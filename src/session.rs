//! Process-wide and per-thread session management.
//!
//! Most programs talk to the API through one shared session: the functions here
//! forward to a lazily-created process-wide [`EeClient`]. A thread that needs its
//! own credentials calls [`set_thread_credentials`]; from then on that thread
//! resolves to a private session instance, so concurrent callers never observe or
//! mutate each other's credentials, base URLs, deadlines, or profiling hooks.

use std::cell::RefCell;
use std::sync::LazyLock;

use serde_json::Value;
use url::Url;

use crate::core::{Credentials, EeClient, EeError, HttpMethod, ProfileHook};

static GLOBAL: LazyLock<EeClient> = LazyLock::new(|| {
    EeClient::builder().build().expect("default client")
});

thread_local! {
    static THREAD: RefCell<ThreadSession> = RefCell::new(ThreadSession::default());
}

#[derive(Default)]
struct ThreadSession {
    credentials: Option<Credentials>,
    client: Option<EeClient>,
}

/// Sets the credentials for the current thread.
///
/// Returns `false` if the same credentials are already set, `true` otherwise.
/// Passing `None` clears the override; the thread then shares the process-wide
/// session again.
pub fn set_thread_credentials(credentials: Option<Credentials>) -> bool {
    THREAD.with_borrow_mut(|t| {
        if t.credentials == credentials {
            false
        } else {
            t.credentials = credentials;
            true
        }
    })
}

/// The session for the calling thread.
///
/// With no thread credentials set this is the process-wide instance. Otherwise it
/// is a thread-private instance carrying exactly the thread's credentials; it is
/// created on first use (starting from default configuration, not from the global
/// session's) and re-created whenever the thread's credentials change.
pub fn current() -> EeClient {
    THREAD.with_borrow_mut(|t| {
        let Some(creds) = t.credentials.clone() else {
            return GLOBAL.clone();
        };
        if let Some(client) = &t.client
            && client.credentials().as_ref() == Some(&creds)
        {
            return client.clone();
        }
        let client = EeClient::builder()
            .credentials(creds)
            .build()
            .expect("thread session client");
        t.client = Some(client.clone());
        client
    })
}

/// Initialize the current session, setting credentials and base URLs.
///
/// Arguments left as `None` keep their old values; on the first call, unset base
/// URLs take the service defaults.
pub fn initialize(
    credentials: Option<Credentials>,
    api_base: Option<Url>,
    tile_base: Option<Url>,
) {
    current().initialize(credentials, api_base, tile_base);
}

/// Reset the current session, clearing credentials and custom base URLs.
pub fn reset() {
    current().reset();
}

/// Set the timeout for API requests on the current session, in milliseconds.
/// `0` means no limit.
pub fn set_deadline(milliseconds: u64) {
    current().set_deadline(milliseconds);
}

/// Run `f` with profiling enabled (or disabled, when `hook` is `None`) on the
/// current session, restoring the previous hook afterwards.
pub fn with_profiling<R>(hook: Option<ProfileHook>, f: impl FnOnce() -> R) -> R {
    current().with_profiling(hook, f)
}

/// Send an API call on the current session and decode the JSON `data` payload.
///
/// # Errors
///
/// Returns `EeError` for transport failures, server-reported errors, responses
/// that are not the expected JSON envelope, and unsuccessful HTTP statuses.
pub fn send(path: &str, params: &[(&str, &str)], method: HttpMethod) -> Result<Value, EeError> {
    current().send(path, params, method)
}

/// Send an API call on the current session and return the body without decoding.
///
/// # Errors
///
/// Returns `EeError` for transport failures and unsuccessful HTTP statuses.
pub fn send_raw(
    path: &str,
    params: &[(&str, &str)],
    method: HttpMethod,
) -> Result<Vec<u8>, EeError> {
    current().send_raw(path, params, method)
}
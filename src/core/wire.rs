//! Wire models for service-issued media identifiers.

use serde::Deserialize;

/// A map identifier plus access token, as returned by the map endpoint.
///
/// Combine with tile coordinates via [`crate::media::tile_url`].
#[derive(Debug, Clone, PartialEq, Eq, Deserialize)]
pub struct MapId {
    /// The opaque map identifier.
    #[serde(rename = "mapid")]
    pub map_id: String,
    /// The access token authorizing tile fetches for this map.
    pub token: String,
}

/// A thumbnail identifier plus access token.
#[derive(Debug, Clone, PartialEq, Eq, Deserialize)]
pub struct ThumbId {
    /// The opaque thumbnail identifier.
    #[serde(rename = "thumbid")]
    pub thumb_id: String,
    /// The access token authorizing the thumbnail fetch.
    pub token: String,
}

/// A download document identifier plus access token, shared by the image and table
/// download services.
#[derive(Debug, Clone, PartialEq, Eq, Deserialize)]
pub struct DownloadId {
    /// The opaque document identifier.
    #[serde(rename = "docid")]
    pub doc_id: String,
    /// The access token authorizing the download.
    pub token: String,
}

--- WHAT NEEDS TO BE DONE ---
Review the preceding data and report every line that includes the string "ProfileHook".

--- WRITTEN ANSWER ---
use crate::core::{Credentials, EeClient, EeError, HttpMethod, ProfileHook};
pub fn with_profiling<R>(hook: Option<ProfileHook>, f: impl FnOnce() -> R) -> R {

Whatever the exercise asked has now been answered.